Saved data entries
-=-=-=-=-

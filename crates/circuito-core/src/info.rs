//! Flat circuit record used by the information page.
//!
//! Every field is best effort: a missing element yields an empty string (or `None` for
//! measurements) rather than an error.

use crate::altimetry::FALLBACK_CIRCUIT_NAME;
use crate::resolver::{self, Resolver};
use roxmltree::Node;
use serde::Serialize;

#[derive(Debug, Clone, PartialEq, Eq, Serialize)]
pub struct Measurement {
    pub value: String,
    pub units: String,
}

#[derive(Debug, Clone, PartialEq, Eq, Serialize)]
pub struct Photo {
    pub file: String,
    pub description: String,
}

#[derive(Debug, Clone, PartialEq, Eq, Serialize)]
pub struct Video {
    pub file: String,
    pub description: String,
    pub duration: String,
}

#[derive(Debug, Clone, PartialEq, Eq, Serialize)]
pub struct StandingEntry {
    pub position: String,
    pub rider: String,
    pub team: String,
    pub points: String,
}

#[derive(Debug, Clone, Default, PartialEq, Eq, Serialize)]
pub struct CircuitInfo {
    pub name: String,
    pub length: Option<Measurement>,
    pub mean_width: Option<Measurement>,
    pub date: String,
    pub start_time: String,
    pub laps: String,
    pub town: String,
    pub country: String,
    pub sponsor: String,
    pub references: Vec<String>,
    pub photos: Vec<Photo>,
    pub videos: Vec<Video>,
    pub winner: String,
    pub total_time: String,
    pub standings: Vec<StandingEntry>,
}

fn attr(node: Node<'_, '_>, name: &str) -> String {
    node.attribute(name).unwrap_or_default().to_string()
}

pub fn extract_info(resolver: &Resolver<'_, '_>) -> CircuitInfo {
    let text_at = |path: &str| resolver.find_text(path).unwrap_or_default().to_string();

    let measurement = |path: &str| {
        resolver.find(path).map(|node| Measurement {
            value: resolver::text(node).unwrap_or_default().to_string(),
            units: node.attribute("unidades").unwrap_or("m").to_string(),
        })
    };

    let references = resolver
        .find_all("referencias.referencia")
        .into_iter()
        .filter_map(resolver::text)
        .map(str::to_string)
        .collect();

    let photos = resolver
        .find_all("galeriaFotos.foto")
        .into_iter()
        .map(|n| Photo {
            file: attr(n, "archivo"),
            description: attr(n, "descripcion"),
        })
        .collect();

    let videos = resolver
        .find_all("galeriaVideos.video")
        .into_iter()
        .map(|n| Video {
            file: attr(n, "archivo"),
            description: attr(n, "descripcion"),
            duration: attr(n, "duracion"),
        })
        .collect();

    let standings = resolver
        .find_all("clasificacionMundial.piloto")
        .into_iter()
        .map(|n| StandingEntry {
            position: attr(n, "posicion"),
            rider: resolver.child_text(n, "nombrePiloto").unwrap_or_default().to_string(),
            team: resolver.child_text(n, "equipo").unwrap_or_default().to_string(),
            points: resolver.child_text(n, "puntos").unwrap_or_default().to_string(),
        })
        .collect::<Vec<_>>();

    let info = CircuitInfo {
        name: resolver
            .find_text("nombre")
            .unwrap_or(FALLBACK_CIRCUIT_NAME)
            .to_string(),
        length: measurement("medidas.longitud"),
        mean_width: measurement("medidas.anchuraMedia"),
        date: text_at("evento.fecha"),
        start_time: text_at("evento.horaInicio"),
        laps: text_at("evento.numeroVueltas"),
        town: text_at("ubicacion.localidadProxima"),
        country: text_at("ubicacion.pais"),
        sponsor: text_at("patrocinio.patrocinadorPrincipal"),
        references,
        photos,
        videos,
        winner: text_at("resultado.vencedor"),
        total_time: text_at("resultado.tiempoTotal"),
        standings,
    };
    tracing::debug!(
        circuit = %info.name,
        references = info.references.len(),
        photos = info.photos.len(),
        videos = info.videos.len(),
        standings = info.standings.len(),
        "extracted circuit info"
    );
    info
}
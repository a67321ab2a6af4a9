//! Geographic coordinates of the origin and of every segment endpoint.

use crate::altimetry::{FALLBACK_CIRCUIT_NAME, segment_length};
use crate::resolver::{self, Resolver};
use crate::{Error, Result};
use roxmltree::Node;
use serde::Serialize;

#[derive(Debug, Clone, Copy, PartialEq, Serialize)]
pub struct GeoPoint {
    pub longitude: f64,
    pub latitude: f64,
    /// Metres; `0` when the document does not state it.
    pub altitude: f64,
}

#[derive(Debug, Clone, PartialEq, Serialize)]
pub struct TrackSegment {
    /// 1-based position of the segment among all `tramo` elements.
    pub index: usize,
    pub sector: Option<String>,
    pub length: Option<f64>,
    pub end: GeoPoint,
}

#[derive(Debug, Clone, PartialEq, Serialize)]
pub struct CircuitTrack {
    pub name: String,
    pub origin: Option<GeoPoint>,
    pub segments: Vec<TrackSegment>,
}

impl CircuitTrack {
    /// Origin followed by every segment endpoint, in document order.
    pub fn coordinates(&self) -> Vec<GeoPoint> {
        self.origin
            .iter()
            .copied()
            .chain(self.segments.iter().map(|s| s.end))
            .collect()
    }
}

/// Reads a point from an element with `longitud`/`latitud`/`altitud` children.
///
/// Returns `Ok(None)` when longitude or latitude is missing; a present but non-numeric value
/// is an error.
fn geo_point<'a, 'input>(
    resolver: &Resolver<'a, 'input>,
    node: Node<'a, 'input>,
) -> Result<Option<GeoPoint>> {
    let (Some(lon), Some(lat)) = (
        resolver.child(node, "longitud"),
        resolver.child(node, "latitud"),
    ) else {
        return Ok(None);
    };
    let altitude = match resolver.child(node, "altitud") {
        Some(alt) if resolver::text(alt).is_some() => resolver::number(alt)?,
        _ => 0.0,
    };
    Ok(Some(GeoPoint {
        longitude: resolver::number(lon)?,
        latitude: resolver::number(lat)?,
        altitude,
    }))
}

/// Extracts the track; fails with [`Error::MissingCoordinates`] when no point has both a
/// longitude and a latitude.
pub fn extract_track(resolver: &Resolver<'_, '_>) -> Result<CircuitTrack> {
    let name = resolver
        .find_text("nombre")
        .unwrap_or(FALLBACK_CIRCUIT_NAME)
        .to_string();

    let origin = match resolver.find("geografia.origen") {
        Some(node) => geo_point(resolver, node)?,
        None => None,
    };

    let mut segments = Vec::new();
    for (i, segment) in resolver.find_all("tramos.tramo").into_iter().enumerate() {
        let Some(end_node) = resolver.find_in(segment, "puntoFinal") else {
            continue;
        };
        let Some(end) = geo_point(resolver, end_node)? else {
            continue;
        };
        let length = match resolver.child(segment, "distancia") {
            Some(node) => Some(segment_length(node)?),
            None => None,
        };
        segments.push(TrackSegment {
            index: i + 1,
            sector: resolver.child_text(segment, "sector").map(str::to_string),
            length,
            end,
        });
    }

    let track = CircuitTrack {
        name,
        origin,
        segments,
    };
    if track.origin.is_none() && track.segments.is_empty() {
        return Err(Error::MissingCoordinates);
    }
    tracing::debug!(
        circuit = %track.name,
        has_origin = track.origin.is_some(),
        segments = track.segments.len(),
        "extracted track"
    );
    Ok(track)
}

-=-=-=-=-

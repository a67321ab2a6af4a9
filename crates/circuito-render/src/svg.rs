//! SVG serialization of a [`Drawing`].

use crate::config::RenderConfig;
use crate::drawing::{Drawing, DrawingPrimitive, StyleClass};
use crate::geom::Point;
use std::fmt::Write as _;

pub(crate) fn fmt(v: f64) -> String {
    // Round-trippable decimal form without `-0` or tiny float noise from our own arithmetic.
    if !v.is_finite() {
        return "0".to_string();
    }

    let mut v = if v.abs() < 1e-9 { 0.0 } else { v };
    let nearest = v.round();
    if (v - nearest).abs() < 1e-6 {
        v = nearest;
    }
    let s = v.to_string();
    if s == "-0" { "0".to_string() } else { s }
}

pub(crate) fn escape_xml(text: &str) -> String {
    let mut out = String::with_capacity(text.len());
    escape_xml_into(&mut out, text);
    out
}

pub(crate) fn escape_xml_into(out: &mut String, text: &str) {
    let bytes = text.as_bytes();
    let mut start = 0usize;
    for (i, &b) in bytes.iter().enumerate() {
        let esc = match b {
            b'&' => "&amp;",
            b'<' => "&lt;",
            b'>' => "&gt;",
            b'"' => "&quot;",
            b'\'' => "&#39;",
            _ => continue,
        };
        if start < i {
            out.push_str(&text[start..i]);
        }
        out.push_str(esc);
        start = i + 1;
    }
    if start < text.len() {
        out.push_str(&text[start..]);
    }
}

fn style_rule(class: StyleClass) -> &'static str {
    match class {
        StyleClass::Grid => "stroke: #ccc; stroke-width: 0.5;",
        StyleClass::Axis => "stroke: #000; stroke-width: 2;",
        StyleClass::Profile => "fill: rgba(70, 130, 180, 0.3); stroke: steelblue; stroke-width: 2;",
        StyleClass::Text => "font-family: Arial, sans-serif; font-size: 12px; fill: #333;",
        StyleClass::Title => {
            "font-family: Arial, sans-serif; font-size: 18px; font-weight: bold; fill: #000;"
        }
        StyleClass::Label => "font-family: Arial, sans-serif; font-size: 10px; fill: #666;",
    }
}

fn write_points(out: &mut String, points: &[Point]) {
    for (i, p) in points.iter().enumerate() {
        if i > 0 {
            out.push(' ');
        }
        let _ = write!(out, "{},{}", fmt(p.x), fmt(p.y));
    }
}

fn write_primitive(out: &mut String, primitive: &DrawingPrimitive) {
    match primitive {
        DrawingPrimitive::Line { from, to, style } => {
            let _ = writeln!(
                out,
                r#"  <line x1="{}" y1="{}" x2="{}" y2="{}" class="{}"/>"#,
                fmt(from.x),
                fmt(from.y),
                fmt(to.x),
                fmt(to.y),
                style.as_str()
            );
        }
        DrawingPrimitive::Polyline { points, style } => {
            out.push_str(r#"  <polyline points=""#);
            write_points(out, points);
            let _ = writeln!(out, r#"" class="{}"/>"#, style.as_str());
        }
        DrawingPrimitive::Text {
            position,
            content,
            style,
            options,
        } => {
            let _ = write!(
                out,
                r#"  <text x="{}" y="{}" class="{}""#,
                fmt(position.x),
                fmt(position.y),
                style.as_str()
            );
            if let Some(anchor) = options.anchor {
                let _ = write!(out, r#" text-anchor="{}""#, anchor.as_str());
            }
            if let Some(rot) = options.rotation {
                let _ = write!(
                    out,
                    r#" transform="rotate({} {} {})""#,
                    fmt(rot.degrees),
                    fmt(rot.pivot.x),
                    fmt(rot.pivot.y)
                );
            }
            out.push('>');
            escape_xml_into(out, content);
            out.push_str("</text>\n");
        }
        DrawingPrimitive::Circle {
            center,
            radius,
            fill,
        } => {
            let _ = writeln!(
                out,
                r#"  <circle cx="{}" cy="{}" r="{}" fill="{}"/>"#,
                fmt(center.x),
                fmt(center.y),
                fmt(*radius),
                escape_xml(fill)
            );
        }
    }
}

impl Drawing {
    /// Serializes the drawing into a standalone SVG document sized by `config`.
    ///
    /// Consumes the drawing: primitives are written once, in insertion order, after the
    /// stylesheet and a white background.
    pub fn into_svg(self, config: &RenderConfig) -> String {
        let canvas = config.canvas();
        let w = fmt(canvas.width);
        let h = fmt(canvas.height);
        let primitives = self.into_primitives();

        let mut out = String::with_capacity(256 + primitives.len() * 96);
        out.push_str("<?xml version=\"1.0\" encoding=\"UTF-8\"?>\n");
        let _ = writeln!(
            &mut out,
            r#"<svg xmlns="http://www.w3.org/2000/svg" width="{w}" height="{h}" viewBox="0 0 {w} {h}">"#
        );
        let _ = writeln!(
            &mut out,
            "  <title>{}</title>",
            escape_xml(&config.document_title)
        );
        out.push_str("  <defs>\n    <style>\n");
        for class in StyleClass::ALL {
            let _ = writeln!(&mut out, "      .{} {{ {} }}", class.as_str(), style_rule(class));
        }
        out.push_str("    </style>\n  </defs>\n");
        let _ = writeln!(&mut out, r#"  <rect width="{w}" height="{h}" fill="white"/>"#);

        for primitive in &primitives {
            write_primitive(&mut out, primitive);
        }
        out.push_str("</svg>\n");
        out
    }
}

-=-=-=-=-

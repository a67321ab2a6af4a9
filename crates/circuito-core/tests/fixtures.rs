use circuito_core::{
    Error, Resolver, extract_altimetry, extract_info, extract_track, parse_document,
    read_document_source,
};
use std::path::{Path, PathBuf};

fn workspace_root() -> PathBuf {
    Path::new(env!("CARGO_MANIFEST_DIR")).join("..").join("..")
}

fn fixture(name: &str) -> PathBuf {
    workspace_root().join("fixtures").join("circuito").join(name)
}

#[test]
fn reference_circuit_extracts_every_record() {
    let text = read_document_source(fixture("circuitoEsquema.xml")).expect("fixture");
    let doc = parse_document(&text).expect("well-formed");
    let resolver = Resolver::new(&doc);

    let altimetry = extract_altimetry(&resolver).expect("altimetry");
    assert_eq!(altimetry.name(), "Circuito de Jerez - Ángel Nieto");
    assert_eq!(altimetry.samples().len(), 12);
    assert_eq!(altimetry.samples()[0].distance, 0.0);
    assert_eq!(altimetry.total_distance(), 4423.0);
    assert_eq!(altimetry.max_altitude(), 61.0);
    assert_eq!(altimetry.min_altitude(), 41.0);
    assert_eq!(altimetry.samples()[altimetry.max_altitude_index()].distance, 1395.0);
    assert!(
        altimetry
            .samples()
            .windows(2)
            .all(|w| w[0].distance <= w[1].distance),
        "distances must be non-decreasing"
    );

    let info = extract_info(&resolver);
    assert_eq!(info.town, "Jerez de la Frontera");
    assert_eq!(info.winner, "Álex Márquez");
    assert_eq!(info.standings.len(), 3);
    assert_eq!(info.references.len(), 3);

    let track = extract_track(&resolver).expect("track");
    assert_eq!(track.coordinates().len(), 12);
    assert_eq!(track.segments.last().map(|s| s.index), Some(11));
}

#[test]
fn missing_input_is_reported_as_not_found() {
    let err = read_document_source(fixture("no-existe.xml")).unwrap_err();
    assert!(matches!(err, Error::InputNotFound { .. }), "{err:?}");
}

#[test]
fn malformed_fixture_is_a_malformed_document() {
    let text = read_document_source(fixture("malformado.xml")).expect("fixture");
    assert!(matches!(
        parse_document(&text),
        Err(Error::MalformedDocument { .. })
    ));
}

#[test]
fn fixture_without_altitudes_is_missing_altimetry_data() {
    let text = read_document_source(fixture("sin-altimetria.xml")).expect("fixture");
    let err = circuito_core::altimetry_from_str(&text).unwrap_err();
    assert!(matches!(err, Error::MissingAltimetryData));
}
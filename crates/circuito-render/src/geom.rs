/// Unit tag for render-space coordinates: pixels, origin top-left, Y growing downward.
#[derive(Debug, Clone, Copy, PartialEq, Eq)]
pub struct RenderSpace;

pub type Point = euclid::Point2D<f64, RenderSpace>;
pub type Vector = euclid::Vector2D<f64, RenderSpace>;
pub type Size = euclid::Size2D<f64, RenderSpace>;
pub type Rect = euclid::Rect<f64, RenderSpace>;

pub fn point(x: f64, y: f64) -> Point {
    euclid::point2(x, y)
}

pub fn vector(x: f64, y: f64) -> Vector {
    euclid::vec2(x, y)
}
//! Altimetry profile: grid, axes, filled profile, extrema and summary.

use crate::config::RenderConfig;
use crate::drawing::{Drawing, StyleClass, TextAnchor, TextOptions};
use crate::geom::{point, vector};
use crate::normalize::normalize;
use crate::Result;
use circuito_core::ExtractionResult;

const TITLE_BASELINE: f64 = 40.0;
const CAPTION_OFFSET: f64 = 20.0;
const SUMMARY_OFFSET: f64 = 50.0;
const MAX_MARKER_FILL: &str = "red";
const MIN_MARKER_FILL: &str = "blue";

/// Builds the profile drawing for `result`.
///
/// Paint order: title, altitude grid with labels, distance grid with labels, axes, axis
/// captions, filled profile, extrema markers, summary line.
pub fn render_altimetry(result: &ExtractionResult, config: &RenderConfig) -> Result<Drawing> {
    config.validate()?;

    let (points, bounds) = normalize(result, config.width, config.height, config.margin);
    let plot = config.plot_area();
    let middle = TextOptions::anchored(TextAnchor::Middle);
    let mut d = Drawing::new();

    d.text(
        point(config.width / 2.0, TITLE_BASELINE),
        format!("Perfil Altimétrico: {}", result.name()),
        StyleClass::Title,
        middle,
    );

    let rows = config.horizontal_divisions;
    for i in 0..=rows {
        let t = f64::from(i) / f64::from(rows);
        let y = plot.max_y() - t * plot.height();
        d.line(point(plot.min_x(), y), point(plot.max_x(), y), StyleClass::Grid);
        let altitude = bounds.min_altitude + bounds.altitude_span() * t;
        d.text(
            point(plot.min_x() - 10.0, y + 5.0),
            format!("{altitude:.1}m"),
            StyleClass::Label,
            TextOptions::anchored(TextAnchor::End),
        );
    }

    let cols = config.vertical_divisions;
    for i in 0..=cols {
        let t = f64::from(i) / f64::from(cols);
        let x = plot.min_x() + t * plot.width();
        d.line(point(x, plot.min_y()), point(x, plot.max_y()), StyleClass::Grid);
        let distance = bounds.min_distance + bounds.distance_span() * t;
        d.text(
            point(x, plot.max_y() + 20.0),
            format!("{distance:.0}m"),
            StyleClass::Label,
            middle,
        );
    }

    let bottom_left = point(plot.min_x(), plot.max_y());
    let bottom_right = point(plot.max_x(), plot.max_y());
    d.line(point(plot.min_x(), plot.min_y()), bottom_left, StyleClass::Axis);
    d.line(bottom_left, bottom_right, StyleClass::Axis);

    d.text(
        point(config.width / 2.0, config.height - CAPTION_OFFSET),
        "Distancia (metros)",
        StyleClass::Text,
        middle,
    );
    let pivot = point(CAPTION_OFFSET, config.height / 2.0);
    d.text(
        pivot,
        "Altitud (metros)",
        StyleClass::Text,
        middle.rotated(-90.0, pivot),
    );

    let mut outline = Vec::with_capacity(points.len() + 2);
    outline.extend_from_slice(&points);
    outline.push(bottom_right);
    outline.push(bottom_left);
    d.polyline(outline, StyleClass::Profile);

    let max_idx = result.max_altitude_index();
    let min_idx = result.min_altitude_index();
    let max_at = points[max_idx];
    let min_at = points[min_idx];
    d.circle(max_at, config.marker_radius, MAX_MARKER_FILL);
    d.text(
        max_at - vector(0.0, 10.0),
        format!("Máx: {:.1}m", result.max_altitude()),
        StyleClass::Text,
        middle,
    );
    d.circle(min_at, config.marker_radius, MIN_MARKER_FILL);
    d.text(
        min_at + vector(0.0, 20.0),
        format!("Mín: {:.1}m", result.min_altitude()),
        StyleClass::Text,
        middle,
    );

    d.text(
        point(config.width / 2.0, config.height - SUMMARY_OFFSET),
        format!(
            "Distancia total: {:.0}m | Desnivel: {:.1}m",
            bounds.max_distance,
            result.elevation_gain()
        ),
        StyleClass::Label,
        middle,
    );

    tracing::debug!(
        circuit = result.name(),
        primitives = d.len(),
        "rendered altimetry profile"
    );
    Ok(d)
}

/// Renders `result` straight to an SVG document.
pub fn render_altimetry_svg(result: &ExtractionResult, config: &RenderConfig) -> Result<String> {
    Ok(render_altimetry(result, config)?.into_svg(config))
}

-=-=-=-=-

> [Description of the task]:
Using the data above, copy each line that contains "value".

> [Solution for this task]:
    pub value: String,
            value: resolver::text(node).unwrap_or_default().to_string(),
/// Returns `Ok(None)` when longitude or latitude is missing; a present but non-numeric value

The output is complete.